Rotterdam is een diverse stad, maar niet de meest diverse stad van het land. Die titel heeft Utrecht gekregen. Maar onze Maasstad is wel superdivers én doet ook heel op het gebied van diversiteit en inclusie. Al kan het altijd beter, benadrukt Hilda van Reeuwijk van de Rotterdamse antidiscriminatievoorziening Radar.
Utrecht is vorige week bestempeld tot de meest diverse stad van Europa. Volgens de jury in Brussel toont Utrecht zich als voorloper op het gebied van sociale gelijkheid, betrekt het de gemeenschappen in de stad uitvoerig bij haar plannen en werkt het daarnaast ook aan een inclusieve en diverse gemeentelijke organisatie. Maar dit betekent niet dat Rotterdam het ook niet goed doet op het gebied van bestrijden van discriminatie en inclusie. Integendeel juist: Rotterdam doet heel veel op dit gebied.
“Elke gemeente moet een onafhankelijke voorziening hebben waar mensen discriminatie kunnen melden en steun kunnen krijgen bij de behandeling van hun klacht”, vertelt Van Reeuwijk. In Rotterdam is dat Radar. Maar daar houdt het niet bij op: “Rotterdam maakt ook nog extra geld vrij voor inclusie. Er zijn bijvoorbeeld onderwijsprojecten, gastlessen die worden gegeven aan studenten en een project voor en door jongeren om discriminatie en racisme bespreekbaar te maken. Maar we hebben ook het Panel Deurbeleid Rotterdam, waarbij we ons richten op een inclusief deurbeleid in de Rotterdamse horeca en project IDEM, een kennis en expertise centrum voor professionals in het sociale domein. Met dit alles proberen we een Rotterdam te maken voor iedereen.”
En dat proberen, dat moeten we blijven doen. “Inclusie is iets waar je aan moet blijven werken. Het wordt vaak gezien als iets wat men moet behalen, maar het is natuurlijk iets waar geen einde aan komt. Inclusie is een manier van met elkaar omgaan die altijd dynamisch is en altijd beter kan.”
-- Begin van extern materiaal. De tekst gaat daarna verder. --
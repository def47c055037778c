//! # prt7-stream
//!
//! バイトストリーム → テキスト行の組み立てレイヤー
//!
//! シリアルリンク（Web Serial など）から届くバイト列は行の途中で分割されて届く。
//! このクレートはそれを PRT-7 の 1 行単位に組み立て直して上位レイヤーに渡す。
//!
//! ## 仕組み
//!
//! ```text
//! 受信:
//!   1. ホスト → assembler.push(bytes)
//!   2. '\r' または '\n' で行を確定（空行は作らない。"\r\n" は 1 行）
//!   3. 確定した行 → Session.feed_line()
//!
//! 終端:
//!   assembler.flush() で改行なしの最終行を取り出す
//! ```
//!
//! 1 行の長さには上限があり、超えたバイトは捨てて件数だけ数える。

#![no_std]
extern crate alloc;

pub mod assembler;

pub use assembler::LineAssembler;

/// 1 行に保持する最大バイト数のデフォルト値
pub const DEFAULT_MAX_LINE_LEN: usize = 255;
//! ログ出力
//!
//! コアクレートが発行する tracing イベントを 1 行に整形してコンソールに出す。
//! wasm32 ではブラウザの `console.*`、それ以外（native テスト）では標準エラー出力。

use std::fmt::{self, Write as _};
use std::str::FromStr;

use tracing::field::{Field, Visit};
use tracing::{Event, Level, Subscriber};
use tracing_subscriber::filter::LevelFilter;
use tracing_subscriber::layer::{Context, Layer, SubscriberExt};
use tracing_subscriber::util::SubscriberInitExt;
use tracing_subscriber::Registry;

use crate::error::DecoderError;

/// `initLogging` でレベルを省略したときの既定値
pub const DEFAULT_LEVEL: &str = "info";

/// ログレベル名をパースする
///
/// # エラー
/// - `DecoderError::InvalidLogLevel`: 不明なレベル名
pub fn parse_level(level: &str) -> Result<Level, DecoderError> {
    Level::from_str(level.trim()).map_err(|_| DecoderError::InvalidLogLevel(level.to_string()))
}

/// コンソール出力の subscriber をグローバルに登録する
///
/// 既に登録済みなら何もせず `Ok(false)` を返す。
///
/// # エラー
/// - `DecoderError::InvalidLogLevel`: 不明なレベル名
pub fn install(level: &str) -> Result<bool, DecoderError> {
    let level = parse_level(level)?;
    let installed = Registry::default()
        .with(ConsoleLayer.with_filter(LevelFilter::from_level(level)))
        .try_init()
        .is_ok();
    Ok(installed)
}

/// イベントを 1 行に整形してコンソールに出す Layer
#[derive(Debug, Clone, Copy, Default)]
pub struct ConsoleLayer;

impl<S> Layer<S> for ConsoleLayer
where
    S: Subscriber,
{
    fn on_event(&self, event: &Event<'_>, _ctx: Context<'_, S>) {
        let mut visitor = FieldVisitor::default();
        event.record(&mut visitor);

        let metadata = event.metadata();
        let line = visitor.format(metadata.level(), metadata.target());
        emit(metadata.level(), &line);
    }
}

/// イベントのフィールドを `message key=value ...` の形に集める
#[derive(Default)]
struct FieldVisitor {
    message: Option<String>,
    fields: Vec<(&'static str, String)>,
}

impl FieldVisitor {
    fn record(&mut self, field: &Field, value: String) {
        if field.name() == "message" {
            self.message = Some(value);
        } else {
            self.fields.push((field.name(), value));
        }
    }

    /// `LEVEL target: message key=value ...`
    fn format(&self, level: &Level, target: &str) -> String {
        let mut line = format!("{:>5} {}:", level.as_str(), target);
        if let Some(message) = &self.message {
            let _ = write!(line, " {}", message);
        }
        for (name, value) in &self.fields {
            let _ = write!(line, " {}={}", name, value);
        }
        line
    }
}

impl Visit for FieldVisitor {
    fn record_debug(&mut self, field: &Field, value: &dyn fmt::Debug) {
        self.record(field, format!("{:?}", value));
    }

    fn record_str(&mut self, field: &Field, value: &str) {
        self.record(field, value.to_string());
    }

    fn record_i64(&mut self, field: &Field, value: i64) {
        self.record(field, value.to_string());
    }

    fn record_u64(&mut self, field: &Field, value: u64) {
        self.record(field, value.to_string());
    }

    fn record_bool(&mut self, field: &Field, value: bool) {
        self.record(field, value.to_string());
    }
}

#[cfg(target_arch = "wasm32")]
fn emit(level: &Level, line: &str) {
    use wasm_bindgen::JsValue;

    let value = JsValue::from_str(line);
    if *level == Level::ERROR {
        web_sys::console::error_1(&value);
    } else if *level == Level::WARN {
        web_sys::console::warn_1(&value);
    } else if *level == Level::INFO {
        web_sys::console::info_1(&value);
    } else {
        web_sys::console::debug_1(&value);
    }
}

#[cfg(not(target_arch = "wasm32"))]
fn emit(_level: &Level, line: &str) {
    eprintln!("{}", line);
}
//! # prt7-rotor
//!
//! PRT-7 の換字ホイール（ローター）。
//!
//! ## ローターの概要
//!
//! 送信側は `A`〜`Z` と空白の 27 シンボルを円環状に並べたホイールを回しながら
//! 1 文字ずつ暗号化する（動的シーザー暗号）。受信側は同じホイールを
//! `M,<n>` フレームに従って回転させ、`L,<c>` フレームの文字を写像して復号する。
//!
//! ```text
//! offset = 0:  A B C D ... Z ␣      'A' → 'A'
//! offset = 2:  C D E F ... ␣ A B    'A' → 'C'
//! ```
//!
//! ### 写像の規則
//!
//! - 英字は大文字に正規化してから `(index + offset) mod 26` の英字へ写す
//! - 空白はどの回転状態でも空白のまま（単語境界を保つ）
//! - アルファベット外の文字は変換せずにそのまま返す
//!
//! 回転状態は整数 `offset` ひとつだけで表現するので、回転も写像も O(1)。

#![no_std]

pub mod alphabet;
pub mod rotor;

pub use alphabet::{index_of, ALPHABET, ALPHABET_LEN, LETTER_COUNT, SPACE};
pub use rotor::Rotor;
Drempels verlagen en discriminatie zichtbaar maken
Rotterdam kent daarom ook nog genoeg uitdagingen. “Rotterdam is een superdiverse stad en daarin ook echt uniek, want het heeft een andere demografische opbouw dan veel andere steden in Nederland.” De grootste uitdaging voor Radar is momenteel de bekendheid en het vertrouwen. “Ondanks dat Radar al veertig jaar actief is in Rotterdam, is de mogelijkheid om discriminatie te melden bij veel mensen nog onbekend”, vertelt Van Reeuwijk. “Tegelijkertijd denk ik ook dat dat komt, doordat er een steeds groter wantrouwen is van burger naar overheid, door alle misstanden en systematische discriminatie.” Het toeslagenschandaal, met enorm veel slachtoffers in Rotterdam, is hier een voorbeeld van.
“Ondanks dat wij onafhankelijk van gemeente en overheid opereren, worden wij soms wel als instantie gezien als onderdeel van, en dat voelt voor sommigen dus niet per se veilig. Dat is begrijpelijk, en daar moeten we aan werken.” Hoe Radar dat wil gaan doen? “Meer naar de Rotterdammer toe gaan. Veel samenwerken, veel met elkaar praten en elkaar serieus nemen.” Van Reeuwijk hoopt vooral dat Rotterdammers Radar steeds makkelijker weten te vinden. “Als we de verhalen van mensen horen, weten we steeds specifieker wat er aan de hand is.”
Belangrijk is ook dat omstanders die discriminatie zien gebeuren kunnen ingrijpen en ook kunnen melden. “Als je het ziet gebeuren, kan je het ook melden, dit zijn belangrijke signalen die inzicht geven in hoe discriminatie plaatsvindt. Iemand zei laatst in een van onze bijeenkomsten: ‘Ik ben een witte cisvrouw, wat kan ik nu betekenen? Maar ik ben juist iemand die moet opstaan, want naar mij wordt al geluisterd.’ En dat vond ik heel mooi, want wij als samenleving moeten de norm gaan stellen. Misschien kun je niet ingrijpen op het moment dat je discriminatie ziet gebeuren, maar misschien kun je wel achteraf naar die persoon toe om te helpen.”
Sinds januari 2024 kun je discriminatie melden via discriminatie.nl. De meldingen uit Rotterdam komen dan automatisch bij Radar terecht. “We zijn echt meer naar de mensen – naar de Rotterdammers – aan het toe gaan, maar het kan altijd nog beter.”